Posts Tagged ‘mixed media sculpture’

Artist of the moment…..Osuitok Ipeelee

Osuitok Ipeelee was one of the first famous and world renown Inuit artists who was born in the Cape Dorset, Nunavet Territory, Canada in the year 1923. Ipeelee  loved to incorporate many different mediums in his carvings. His father was a respected carver named Ohotok. He sold his first carving done in ivory in the 1940s. James Houston, the urban Canadian that longed for more in life and moved to the wilderness and helped bring the Inuits much needed revenue from art that was lost from fur trading and trapping. Houston penned a book and a movie was made about his journeys. Check my previous post on James Houston.

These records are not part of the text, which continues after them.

// =============================================================================
// Crosslight Backend - Intersections API
// =============================================================================

use axum::{
    extract::{rejection::JsonRejection, Path, State},
    Json,
};
use crosslight_common::Intersection;
use serde::Deserialize;
use serde_json::Value;

use crate::error::ApiError;
use crate::AppState;

// =============================================================================
// Request Types
// =============================================================================

/// Coordinates are kept loosely typed so that strings and nulls reach the
/// registry's validation instead of failing deserialization.
#[derive(Debug, Deserialize)]
pub struct CreateIntersectionRequest {
    pub latitude: Option<Value>,
    pub longitude: Option<Value>,
}

// =============================================================================
// Handlers
// =============================================================================

/// Register an intersection. Both coordinates must be JSON numbers.
pub async fn create_intersection(
    State(state): State<AppState>,
    payload: Result<Json<CreateIntersectionRequest>, JsonRejection>,
) -> Result<Json<Intersection>, ApiError> {
    let Json(req) = payload.map_err(|e| ApiError::BadRequest(e.body_text()))?;

    let intersection = state.intersections.create(
        req.latitude.as_ref().and_then(Value::as_f64),
        req.longitude.as_ref().and_then(Value::as_f64),
    )?;

    tracing::info!(
        id = intersection.id,
        latitude = intersection.latitude,
        longitude = intersection.longitude,
        "Intersection created"
    );
    Ok(Json(intersection))
}

/// All intersections in creation order.
pub async fn list_intersections(State(state): State<AppState>) -> Json<Vec<Intersection>> {
    Json(state.intersections.list_all())
}

/// Remove an intersection by its numeric id.
pub async fn delete_intersection(
    State(state): State<AppState>,
    Path(id): Path<String>,
) -> Result<Json<Value>, ApiError> {
    if !is_integer(&id) {
        return Err(ApiError::BadRequest(format!("invalid intersection id '{}'", id)));
    }

    // Negative or oversized integers are well-formed but can never exist
    let found = id
        .parse::<u64>()
        .map(|id| state.intersections.delete(id))
        .unwrap_or(false);
    if !found {
        return Err(ApiError::NotFound(format!("intersection {} not found", id)));
    }

    tracing::info!(id = %id, "Intersection deleted");
    Ok(Json(serde_json::json!({ "status": "deleted" })))
}

/// Optional sign followed by at least one ASCII digit
fn is_integer(raw: &str) -> bool {
    let digits = raw.strip_prefix(['-', '+']).unwrap_or(raw);
    !digits.is_empty() && digits.bytes().all(|b| b.is_ascii_digit())
}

Ipeelee was included in the trip of Inuit carvings that traveled the globe in the early 1970s, the first time the Inuit artists were put on the world stage.

Sadly as he got older Ipeelee developed Parkinson’s disease and switched a very minimal style. I would compare it to the great Edgar Degas and the way he simplified forms as his eyesight all but disappeared but he still wanted to create art, so he did!

Included in the National Gallery of Canada, the Vatican Art Collection, and the Metropolitan Museum of Art in New York.

Price range information: Most works range from $1,000 to $17,000.

In this clip we see a great example of using mixed media is shown is his sculpture of a caribou in the gallery. Rather than carve the entire work in stone, as many of his peers would do, the artist decided to use real antlers on the carving. A work of art might contain antlers, tusks, animal hide, ivory, and stone.

In this clip from Waddington’s auction house we visit a sculpture that is an etched tusk on a walrus head base.

Here we see a wonderful piece celebrating the mother and child relationship.

The artist passed away in 2005 at the age of 82 years old.